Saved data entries

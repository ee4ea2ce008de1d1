//! Savings-interest types for Binance-family exchanges.

use rust_decimal::Decimal;
use serde::{Deserialize, Serialize};

use super::Location;

/// Filter for savings-interest queries.
#[derive(Debug, Clone, PartialEq, Eq, Serialize, Deserialize)]
pub struct SavingsFilter {
    pub location: Location,
    /// Answer from the local cache only, never querying the exchange.
    pub only_cache: bool,
    #[serde(default, skip_serializing_if = "Option::is_none")]
    pub limit: Option<u64>,
    #[serde(default, skip_serializing_if = "Option::is_none")]
    pub offset: Option<u64>,
    #[serde(default = "default_order_by")]
    pub order_by_attributes: Vec<String>,
    #[serde(default = "default_ascending")]
    pub ascending: Vec<bool>,
}

fn default_order_by() -> Vec<String> {
    vec!["timestamp".to_string()]
}

fn default_ascending() -> Vec<bool> {
    vec![false]
}

impl SavingsFilter {
    /// Every record of `location`, newest first, fetched live.
    pub fn refresh_all(location: Location) -> Self {
        Self {
            location,
            only_cache: false,
            limit: None,
            offset: None,
            order_by_attributes: default_order_by(),
            ascending: default_ascending(),
        }
    }

    /// One cached page of `location`, newest first.
    pub fn cached_page(location: Location, limit: u64, offset: u64) -> Self {
        Self {
            location,
            only_cache: true,
            limit: Some(limit),
            offset: Some(offset),
            order_by_attributes: default_order_by(),
            ascending: default_ascending(),
        }
    }
}

/// A single interest payout.
#[derive(Debug, Clone, PartialEq, Eq, Serialize, Deserialize)]
pub struct SavingsEvent {
    pub asset: String,
    pub amount: Decimal,
    #[serde(alias = "usd_value")]
    pub value: Decimal,
    pub timestamp: u64,
    #[serde(default, skip_serializing_if = "Option::is_none")]
    pub location: Option<Location>,
}

/// Total received per asset.
#[derive(Debug, Clone, PartialEq, Eq, Serialize, Deserialize)]
pub struct AssetReceived {
    pub asset: String,
    pub amount: Decimal,
    #[serde(alias = "usd_value")]
    pub value: Decimal,
}

/// Savings response as returned by the backend.
#[derive(Debug, Clone, Deserialize)]
pub struct SavingsCollectionResponse {
    pub entries: Vec<SavingsEvent>,
    pub entries_found: u64,
    pub entries_limit: i64,
    pub entries_total: u64,
    #[serde(default, alias = "total_usd_value")]
    pub total_value: Decimal,
    #[serde(default)]
    pub assets: Vec<String>,
    #[serde(default)]
    pub received: Vec<AssetReceived>,
}

/// Paged collection shape shared by every list query.
#[derive(Debug, Clone, PartialEq, Eq, Serialize, Deserialize)]
pub struct Collection<T> {
    pub data: Vec<T>,
    /// Entries matching the filter.
    pub found: u64,
    /// Entries available without a premium limit, -1 when unlimited.
    pub limit: i64,
    /// Entries stored regardless of the filter.
    pub total: u64,
    pub total_value: Decimal,
}

/// Savings page with its per-asset summary.
#[derive(Debug, Clone, PartialEq, Eq, Serialize, Deserialize)]
pub struct SavingsCollection {
    #[serde(flatten)]
    pub collection: Collection<SavingsEvent>,
    pub assets: Vec<String>,
    pub received: Vec<AssetReceived>,
}

impl From<SavingsCollectionResponse> for SavingsCollection {
    fn from(response: SavingsCollectionResponse) -> Self {
        Self {
            collection: Collection {
                data: response.entries,
                found: response.entries_found,
                limit: response.entries_limit,
                total: response.entries_total,
                total_value: response.total_value,
            },
            assets: response.assets,
            received: response.received,
        }
    }
}
//! Exchange Balances MCP Server Library
//!
//! A Model Context Protocol server tracking the balances of exchange accounts
//! configured on a portfolio backend.
//!
//! # Features
//!
//! - **Account Management**: Add, edit and remove exchange accounts
//! - **Balance Sync**: Refresh balances through backend tasks, one location at a time
//! - **Aggregation**: Totals per exchange, per asset, and per asset across exchanges
//! - **Savings Interest**: Cached and live savings-interest history for Binance exchanges
//!
//! # Example
//!
//! ```rust,ignore
//! use exchange_balances_mcp::{Config, ExchangeBalancesServer};
//!
//! #[tokio::main]
//! async fn main() -> Result<(), Box<dyn std::error::Error>> {
//!     let config = Config::from_env()?;
//!     let server = ExchangeBalancesServer::new(config)?;
//!     server.load_accounts().await?;
//!     // Run server...
//!     Ok(())
//! }
//! ```

pub mod backend;
pub mod config;
pub mod error;
pub mod mcp;
pub mod services;
pub mod types;

pub use config::Config;
pub use error::{AppError, Result};
pub use mcp::ExchangeBalancesServer;
pub use services::{ExchangeBalanceRegistry, FetchOutcome};
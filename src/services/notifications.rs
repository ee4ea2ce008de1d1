//! User-visible notifications and messages.

use serde::{Deserialize, Serialize};
use std::{
    collections::VecDeque,
    sync::{Mutex, PoisonError},
};

/// Default number of notices kept by [`NotificationLog`].
pub const DEFAULT_CAPACITY: usize = 50;

/// Background failure shown as a notification.
#[derive(Debug, Clone, PartialEq, Eq, Serialize, Deserialize)]
pub struct Notification {
    pub title: String,
    pub message: String,
}

impl Notification {
    pub fn new(title: impl Into<String>, message: impl Into<String>) -> Self {
        Self { title: title.into(), message: message.into() }
    }
}

/// Result of a user action shown as a dialog message.
#[derive(Debug, Clone, PartialEq, Eq, Serialize, Deserialize)]
pub struct Message {
    pub title: String,
    pub description: String,
    pub success: bool,
}

impl Message {
    pub fn error(title: impl Into<String>, description: impl Into<String>) -> Self {
        Self { title: title.into(), description: description.into(), success: false }
    }
}

/// Sink for user-visible errors. Fire-and-forget.
pub trait Notifier: Send + Sync {
    fn notify(&self, notification: Notification);

    fn set_message(&self, message: Message);
}

/// Anything surfaced to the user.
#[derive(Debug, Clone, PartialEq, Eq, Serialize, Deserialize)]
#[serde(tag = "kind", rename_all = "snake_case")]
pub enum Notice {
    Notification(Notification),
    Message(Message),
}

/// Notifier logging every notice and keeping the most recent ones.
#[derive(Debug)]
pub struct NotificationLog {
    capacity: usize,
    notices: Mutex<VecDeque<Notice>>,
}

impl Default for NotificationLog {
    fn default() -> Self {
        Self::new(DEFAULT_CAPACITY)
    }
}

impl NotificationLog {
    pub fn new(capacity: usize) -> Self {
        Self { capacity: capacity.max(1), notices: Mutex::new(VecDeque::new()) }
    }

    /// Kept notices, oldest first.
    pub fn recent(&self) -> Vec<Notice> {
        let notices = self.notices.lock().unwrap_or_else(PoisonError::into_inner);
        notices.iter().cloned().collect()
    }

    fn push(&self, notice: Notice) {
        let mut notices = self.notices.lock().unwrap_or_else(PoisonError::into_inner);
        if notices.len() == self.capacity {
            notices.pop_front();
        }
        notices.push_back(notice);
    }
}

impl Notifier for NotificationLog {
    fn notify(&self, notification: Notification) {
        tracing::warn!(title = %notification.title, "{}", notification.message);
        self.push(Notice::Notification(notification));
    }

    fn set_message(&self, message: Message) {
        if message.success {
            tracing::info!(title = %message.title, "{}", message.description);
        } else {
            tracing::warn!(title = %message.title, "{}", message.description);
        }
        self.push(Notice::Message(message));
    }
}
//! Asset identity lookups: associations and the ignore list.

use std::{
    collections::{HashMap, HashSet},
    sync::{PoisonError, RwLock},
};

/// Resolves asset identifiers before balances are merged or aggregated.
pub trait AssetResolver: Send + Sync {
    /// Canonical identifier of `asset`; unknown assets map to themselves.
    fn resolve_canonical(&self, asset: &str) -> String;

    /// Whether `asset` is excluded from every aggregate.
    fn is_ignored(&self, asset: &str) -> bool;
}

#[derive(Debug, Default)]
struct AssetState {
    associations: HashMap<String, String>,
    ignored: HashSet<String>,
}

/// In-memory asset registry.
#[derive(Debug, Default)]
pub struct AssetRegistry {
    state: RwLock<AssetState>,
}

impl AssetRegistry {
    pub fn new() -> Self {
        Self::default()
    }

    /// Registry ignoring every asset in `ignored`.
    pub fn with_ignored<I, S>(ignored: I) -> Self
    where
        I: IntoIterator<Item = S>,
        S: Into<String>,
    {
        let registry = Self::new();
        for asset in ignored {
            registry.ignore(asset);
        }
        registry
    }

    /// Treat `asset` as `canonical` from now on.
    pub fn associate(&self, asset: impl Into<String>, canonical: impl Into<String>) {
        let mut state = self.state.write().unwrap_or_else(PoisonError::into_inner);
        state.associations.insert(asset.into(), canonical.into());
    }

    pub fn ignore(&self, asset: impl Into<String>) {
        let mut state = self.state.write().unwrap_or_else(PoisonError::into_inner);
        state.ignored.insert(asset.into());
    }

    pub fn unignore(&self, asset: &str) {
        let mut state = self.state.write().unwrap_or_else(PoisonError::into_inner);
        state.ignored.remove(asset);
    }
}

impl AssetResolver for AssetRegistry {
    fn resolve_canonical(&self, asset: &str) -> String {
        let state = self.state.read().unwrap_or_else(PoisonError::into_inner);
        state.associations.get(asset).cloned().unwrap_or_else(|| asset.to_string())
    }

    fn is_ignored(&self, asset: &str) -> bool {
        let canonical = self.resolve_canonical(asset);
        let state = self.state.read().unwrap_or_else(PoisonError::into_inner);
        state.ignored.contains(asset) || state.ignored.contains(&canonical)
    }
}
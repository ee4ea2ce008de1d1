//! Exchange account types.

use serde::{Deserialize, Serialize};
use std::fmt;

/// A supported exchange venue.
#[derive(Debug, Clone, Copy, PartialEq, Eq, Hash, PartialOrd, Ord, Serialize, Deserialize)]
#[serde(rename_all = "lowercase")]
pub enum Location {
    Binance,
    BinanceUs,
    Bitcoinde,
    Bitfinex,
    Bitmex,
    Bitpanda,
    Bitstamp,
    Bybit,
    Coinbase,
    CoinbasePrime,
    Gemini,
    Htx,
    Iconomi,
    IndependentReserve,
    Kraken,
    Kucoin,
    Okx,
    Poloniex,
    Woo,
}

impl Location {
    /// Every supported location, in declaration order.
    pub const ALL: [Location; 19] = [
        Location::Binance,
        Location::BinanceUs,
        Location::Bitcoinde,
        Location::Bitfinex,
        Location::Bitmex,
        Location::Bitpanda,
        Location::Bitstamp,
        Location::Bybit,
        Location::Coinbase,
        Location::CoinbasePrime,
        Location::Gemini,
        Location::Htx,
        Location::Iconomi,
        Location::IndependentReserve,
        Location::Kraken,
        Location::Kucoin,
        Location::Okx,
        Location::Poloniex,
        Location::Woo,
    ];

    /// Identifier used on the wire and in URLs.
    pub fn as_str(&self) -> &'static str {
        match self {
            Location::Binance => "binance",
            Location::BinanceUs => "binanceus",
            Location::Bitcoinde => "bitcoinde",
            Location::Bitfinex => "bitfinex",
            Location::Bitmex => "bitmex",
            Location::Bitpanda => "bitpanda",
            Location::Bitstamp => "bitstamp",
            Location::Bybit => "bybit",
            Location::Coinbase => "coinbase",
            Location::CoinbasePrime => "coinbaseprime",
            Location::Gemini => "gemini",
            Location::Htx => "htx",
            Location::Iconomi => "iconomi",
            Location::IndependentReserve => "independentreserve",
            Location::Kraken => "kraken",
            Location::Kucoin => "kucoin",
            Location::Okx => "okx",
            Location::Poloniex => "poloniex",
            Location::Woo => "woo",
        }
    }

    /// Human-readable name of the venue.
    pub fn label(&self) -> &'static str {
        match self {
            Location::Binance => "Binance",
            Location::BinanceUs => "Binance US",
            Location::Bitcoinde => "Bitcoin.de",
            Location::Bitfinex => "Bitfinex",
            Location::Bitmex => "BitMEX",
            Location::Bitpanda => "Bitpanda",
            Location::Bitstamp => "Bitstamp",
            Location::Bybit => "Bybit",
            Location::Coinbase => "Coinbase",
            Location::CoinbasePrime => "Coinbase Prime",
            Location::Gemini => "Gemini",
            Location::Htx => "HTX",
            Location::Iconomi => "ICONOMI",
            Location::IndependentReserve => "Independent Reserve",
            Location::Kraken => "Kraken",
            Location::Kucoin => "KuCoin",
            Location::Okx => "OKX",
            Location::Poloniex => "Poloniex",
            Location::Woo => "WOO X",
        }
    }

    /// Binance and Binance US share the savings-interest endpoints.
    pub fn is_binance_family(&self) -> bool {
        matches!(self, Location::Binance | Location::BinanceUs)
    }
}

impl fmt::Display for Location {
    fn fmt(&self, f: &mut fmt::Formatter<'_>) -> fmt::Result {
        f.write_str(self.as_str())
    }
}

impl std::str::FromStr for Location {
    type Err = String;

    fn from_str(s: &str) -> Result<Self, Self::Err> {
        let wanted = s.trim().to_lowercase();
        Location::ALL
            .iter()
            .find(|location| location.as_str() == wanted)
            .copied()
            .ok_or_else(|| format!("Unsupported exchange location: {}", s))
    }
}

/// Kraken account tier, which determines the API rate limits.
#[derive(Debug, Clone, Copy, PartialEq, Eq, Serialize, Deserialize)]
#[serde(rename_all = "lowercase")]
pub enum KrakenAccountType {
    Starter,
    Intermediate,
    Pro,
}

impl std::str::FromStr for KrakenAccountType {
    type Err = String;

    fn from_str(s: &str) -> Result<Self, Self::Err> {
        match s.trim().to_lowercase().as_str() {
            "starter" => Ok(KrakenAccountType::Starter),
            "intermediate" => Ok(KrakenAccountType::Intermediate),
            "pro" => Ok(KrakenAccountType::Pro),
            _ => Err(format!("Invalid Kraken account type: {}", s)),
        }
    }
}

/// Exchange-specific account settings.
#[derive(Debug, Clone, Default, PartialEq, Eq, Serialize, Deserialize)]
pub struct ExchangeSettings {
    #[serde(default, skip_serializing_if = "Option::is_none")]
    pub kraken_account_type: Option<KrakenAccountType>,
    /// Markets queried for Binance-family trades.
    #[serde(default, skip_serializing_if = "Option::is_none")]
    pub binance_markets: Option<Vec<String>>,
    #[serde(default, skip_serializing_if = "Option::is_none")]
    pub okx_location: Option<String>,
}

/// One configured exchange connection.
#[derive(Debug, Clone, PartialEq, Eq, Serialize, Deserialize)]
pub struct ExchangeAccount {
    /// User label, unique together with `location`.
    pub name: String,
    pub location: Location,
    #[serde(flatten)]
    pub settings: ExchangeSettings,
}

impl ExchangeAccount {
    pub fn new(name: impl Into<String>, location: Location) -> Self {
        Self { name: name.into(), location, settings: ExchangeSettings::default() }
    }

    /// Whether this is the account identified by `name` on `location`.
    pub fn matches(&self, name: &str, location: Location) -> bool {
        self.name == name && self.location == location
    }
}

/// Payload sent to the backend when adding or editing an exchange.
///
/// Credentials are only ever forwarded to the backend; they never reach the
/// in-memory account list.
#[derive(Debug, Clone, Serialize, Deserialize)]
pub struct ExchangeSetupPayload {
    pub name: String,
    /// Replacement name, only meaningful when editing.
    #[serde(default, skip_serializing_if = "Option::is_none")]
    pub new_name: Option<String>,
    pub location: Location,
    #[serde(default, skip_serializing_if = "Option::is_none")]
    pub api_key: Option<String>,
    #[serde(default, skip_serializing_if = "Option::is_none")]
    pub api_secret: Option<String>,
    #[serde(default, skip_serializing_if = "Option::is_none")]
    pub passphrase: Option<String>,
    #[serde(flatten)]
    pub settings: ExchangeSettings,
}

impl ExchangeSetupPayload {
    pub fn new(name: impl Into<String>, location: Location) -> Self {
        Self {
            name: name.into(),
            new_name: None,
            location,
            api_key: None,
            api_secret: None,
            passphrase: None,
            settings: ExchangeSettings::default(),
        }
    }
}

THE PROBLEM |
Of the lines above, copy each that contains "Result".

SOLUTION FOR THIS TASK |
//! async fn main() -> Result<(), Box<dyn std::error::Error>> {
pub use error::{AppError, Result};
/// Result of a user action shown as a dialog message.
    fn fmt(&self, f: &mut fmt::Formatter<'_>) -> fmt::Result {
    fn from_str(s: &str) -> Result<Self, Self::Err> {
    fn from_str(s: &str) -> Result<Self, Self::Err> {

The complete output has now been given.